Omar paused, alarmed again. “Now you are joking, Mr. Lewis. To Omar Zekri the life of Omar Zekri is worth pearls and diamonds
and barrels of fine old whiskey. Yet Omar Zekri admits that the value of his own precious life is exceeded by two of the objects
which he is about to show you.”

Omar unrolled the rug and held it up by two corners for Dartley to see the papers stapled to it. His fear had made him forget
his earlier caution. Before he left his apartment he had been afraid to be seen slipping papers to an American. Now he was
holding up a dirty rug with papers stapled to it—an odd enough sight to attract the interest of anyone who happened to be
in the little public park.

The Egyptian gently removed two of the papers, snapping away each corner so that the staple pulled through the paper and left
only a tiny tear.

Dartley gestured to the other papers.

“They are of minor interest,” Omar assured him. “These two are the gems of the collection.”

Dartly muttered threateningly, “If they turn out to be no good…”
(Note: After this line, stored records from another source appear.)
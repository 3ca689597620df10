// ─── Library Acquisition ───
// Downloads missing libraries, extracts natives and registers the results.

use futures_util::stream::{self, StreamExt};
use tracing::{debug, info, warn};

use super::index::{LibraryRecord, LibraryRegistry};
use super::resolver::{DownloadDescriptor, LibraryResolver};
use crate::core::downloader::{extract_natives, DownloadEntry, Downloader, ExpectedHash, Progress};
use crate::core::error::{LauncherError, LauncherResult};
use crate::core::version::LibraryEntry;

const PROGRESS_LABEL: &str = "Downloading libraries";

/// Descriptors still missing for one library.
struct PendingLibrary {
    record: LibraryRecord,
    descriptors: Vec<DownloadDescriptor>,
}

impl LibraryRegistry {
    /// Make the artifact of `descriptor` present on disk.
    ///
    /// Jars are fetched and verified; native variants are additionally
    /// extracted into their classifier directory and the jar removed.
    /// Nothing happens when the artifact is already there. The registry is
    /// not touched.
    pub async fn ensure_present(
        &self,
        downloader: &Downloader,
        descriptor: &DownloadDescriptor,
    ) -> LauncherResult<()> {
        if self.descriptor_present(descriptor) {
            return Ok(());
        }

        let jar = self.absolute(&descriptor.storage_path);
        downloader
            .download_file(&DownloadEntry {
                url: descriptor.url.clone(),
                dest: jar.clone(),
                hash: ExpectedHash::Companion(descriptor.hash_url.clone()),
            })
            .await?;

        let Some(native_dir) = descriptor.native_dir() else {
            return Ok(());
        };
        let target = self.absolute(&native_dir);
        if let Err(e) = extract_natives(&jar, &target, &descriptor.exclude).await {
            let _ = tokio::fs::remove_dir_all(&target).await;
            let _ = tokio::fs::remove_file(&jar).await;
            return Err(e);
        }
        tokio::fs::remove_file(&jar)
            .await
            .map_err(|e| LauncherError::io(&jar, e))?;
        debug!("Extracted {} into {}", descriptor.url, native_dir);
        Ok(())
    }

    fn descriptor_present(&self, descriptor: &DownloadDescriptor) -> bool {
        match &descriptor.classifier {
            Some(classifier) => self.native_present(&descriptor.library_id, classifier),
            None => self.is_registered(&descriptor.library_id),
        }
    }

    /// Fetch every library in `entries` that is not yet present.
    ///
    /// A registered jar is skipped; a registered native library is skipped
    /// only when each of its required classifier directories exists.
    /// Libraries download in parallel and are registered together once the
    /// batch is done, so the index is written at most once. Only libraries
    /// whose every variant verified are registered. The first failure is
    /// returned after the successful ones have been recorded.
    pub async fn download_missing(
        &mut self,
        resolver: &LibraryResolver,
        downloader: &Downloader,
        entries: &[LibraryEntry],
        progress: Option<Progress<'_>>,
    ) -> LauncherResult<()> {
        let pending = self.plan(resolver, entries)?;
        if let Some(report) = progress {
            report(PROGRESS_LABEL, 0.0);
        }
        if pending.is_empty() {
            debug!("All {} libraries present", entries.len());
            if let Some(report) = progress {
                report(PROGRESS_LABEL, 1.0);
            }
            return Ok(());
        }

        let total = pending.len();
        info!("Downloading {} libraries", total);

        let this = &*self;
        let mut results = stream::iter(pending)
            .map(|library| async move {
                for descriptor in &library.descriptors {
                    this.ensure_present(downloader, descriptor).await?;
                }
                Ok::<_, LauncherError>(library.record)
            })
            .buffer_unordered(downloader.concurrency());

        let mut verified = Vec::new();
        let mut first_error = None;
        let mut done = 0usize;
        while let Some(result) = results.next().await {
            done += 1;
            match result {
                Ok(record) => verified.push(record),
                Err(e) => {
                    warn!("Library download failed: {}", e);
                    first_error.get_or_insert(e);
                }
            }
            if let Some(report) = progress {
                report(PROGRESS_LABEL, done as f64 / total as f64);
            }
        }
        drop(results);

        if !verified.is_empty() {
            info!("Registering {} libraries", verified.len());
            self.registry_mut().upsert_all(verified).await?;
        }

        match first_error {
            Some(e) => Err(e),
            None => Ok(()),
        }
    }

    fn plan(&self, resolver: &LibraryResolver, entries: &[LibraryEntry]) -> LauncherResult<Vec<PendingLibrary>> {
        let mut pending = Vec::new();
        for entry in entries {
            let descriptors: Vec<_> = resolver
                .resolve(entry)?
                .into_iter()
                .filter(|d| !self.descriptor_present(d))
                .collect();
            if descriptors.is_empty() {
                continue;
            }
            let record = LibraryRecord {
                id: entry.name.clone(),
                path: resolver.record_path(entry)?,
            };
            pending.push(PendingLibrary { record, descriptors });
        }
        Ok(pending)
    }
}
// ─── Version List ───
// The remote list of official versions (`versions/versions.json`), cached
// under `bin/versions.json`.

use chrono::{DateTime, FixedOffset};
use serde::{Deserialize, Serialize};
use tracing::info;

use crate::core::error::LauncherResult;
use crate::core::remote::{Origin, RemoteStore, RemoteUrl};
use crate::core::storage::{fs, PathStore, StoragePath};

#[derive(Debug, Clone, Serialize, Deserialize)]
pub struct VersionList {
    #[serde(default)]
    pub latest: LatestVersions,
    pub versions: Vec<VersionEntry>,
}

#[derive(Debug, Clone, Default, Serialize, Deserialize)]
pub struct LatestVersions {
    #[serde(default)]
    pub release: Option<String>,
    #[serde(default)]
    pub snapshot: Option<String>,
}

/// A single entry in the list.
#[derive(Debug, Clone, Serialize, Deserialize)]
pub struct VersionEntry {
    pub id: String,
    #[serde(rename = "type")]
    pub version_type: String,
    #[serde(rename = "releaseTime", default)]
    pub release_time: Option<DateTime<FixedOffset>>,
}

impl VersionList {
    pub fn remote_url() -> RemoteUrl {
        RemoteUrl::new(Origin::Download, ["versions", "versions.json"])
    }

    pub fn cache_path() -> StoragePath {
        StoragePath::new(["bin", "versions.json"])
    }

    /// Download the list and replace the local cache.
    pub async fn download(remote: &dyn RemoteStore, store: &PathStore) -> LauncherResult<Self> {
        info!("Fetching version list...");
        let raw = remote.fetch_bytes(&Self::remote_url()).await?;
        let list: VersionList = serde_json::from_slice(&raw)?;
        fs::write_atomic(&store.absolute(&Self::cache_path()), &raw).await?;
        info!("Loaded {} versions from version list", list.versions.len());
        Ok(list)
    }

    /// Read the cached list, if one was downloaded before.
    pub async fn load_cached(store: &PathStore) -> LauncherResult<Option<Self>> {
        let path = store.absolute(&Self::cache_path());
        if !path.exists() {
            return Ok(None);
        }
        Ok(Some(fs::read_json(&path).await?))
    }

    pub fn find_version(&self, id: &str) -> Option<&VersionEntry> {
        self.versions.iter().find(|v| v.id == id)
    }

    pub fn contains(&self, id: &str) -> bool {
        self.find_version(id).is_some()
    }

    pub fn releases(&self) -> Vec<&VersionEntry> {
        self.versions
            .iter()
            .filter(|v| v.version_type == "release")
            .collect()
    }

    pub fn latest_release(&self) -> Option<&VersionEntry> {
        self.latest_of(self.latest.release.as_deref(), "release")
    }

    pub fn latest_snapshot(&self) -> Option<&VersionEntry> {
        self.latest_of(self.latest.snapshot.as_deref(), "snapshot")
    }

    // Falls back to the newest entry of that type when `latest` is absent.
    fn latest_of(&self, pinned: Option<&str>, version_type: &str) -> Option<&VersionEntry> {
        if let Some(entry) = pinned.and_then(|id| self.find_version(id)) {
            return Some(entry);
        }
        self.versions
            .iter()
            .filter(|v| v.version_type == version_type)
            .max_by_key(|v| v.release_time)
    }
}

#[cfg(test)]
mod tests {
    use super::*;
    use crate::core::remote::testing::FakeRemote;

    fn sample() -> serde_json::Value {
        serde_json::json!({
            "versions": [
                {"id": "14w21b", "type": "snapshot", "time": "2014-05-22T14:44:33+00:00", "releaseTime": "2014-05-22T14:44:33+00:00"},
                {"id": "1.7.10", "type": "release", "time": "2014-05-14T19:29:23+02:00", "releaseTime": "2014-05-14T19:29:23+02:00"},
                {"id": "1.7.9", "type": "release", "releaseTime": "2014-04-14T13:29:23+00:00"}
            ]
        })
    }

    #[test]
    fn latest_falls_back_to_newest_release_time() {
        let list: VersionList = serde_json::from_value(sample()).unwrap();
        assert_eq!(list.latest_release().unwrap().id, "1.7.10");
        assert_eq!(list.latest_snapshot().unwrap().id, "14w21b");
        assert_eq!(list.releases().len(), 2);
    }

    #[test]
    fn pinned_latest_wins() {
        let mut value = sample();
        value["latest"] = serde_json::json!({"release": "1.7.9", "snapshot": "14w21b"});
        let list: VersionList = serde_json::from_value(value).unwrap();
        assert_eq!(list.latest_release().unwrap().id, "1.7.9");
    }

    #[tokio::test]
    async fn download_caches_the_list() {
        let root = std::env::temp_dir().join(format!("yamcl-versions-{}", std::process::id()));
        let _ = std::fs::remove_dir_all(&root);
        let store = PathStore::new(&root);
        let remote = FakeRemote::new();
        remote.serve(&VersionList::remote_url(), sample().to_string());

        assert!(VersionList::load_cached(&store).await.unwrap().is_none());
        let list = VersionList::download(&remote, &store).await.unwrap();
        assert!(list.contains("1.7.10"));

        let cached = VersionList::load_cached(&store).await.unwrap().unwrap();
        assert_eq!(cached.versions.len(), 3);

        let _ = std::fs::remove_dir_all(&root);
    }
}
“They will turn out to be so good that the next time you see me you will press bundles of dollars in my hands and tell me
I am your lifelong friend.”

Dartley grinned. “I have a hard time imagining that.” He folded the two papers, glancing at them before he put them in his
pocket. They seemed to be diagrams of clusters of buildings, labeled in Arabic handwriting. “What are you going to do to replace
them?”

“I have Xeroxes,” Omar said brightly.

Dartley left him on the park seat, rerolling the rug. He walked quickly, pausing suddenly at store windows and crossing streets
unexpectedly, reconnoitering for a tail.

He had snapped on the plastic cap and flipped the aspirin bottle of water in a garbage can.

Dartley phoned the number Aaron Gottlieb had given him. Again he heard the shouting and crashing of crockery. It might be
the kitchen of a busy restaurant or a factory in which they made something that clattered like plates under chaotic conditions.
He raised his voice so the man at the other end of the line could hear him.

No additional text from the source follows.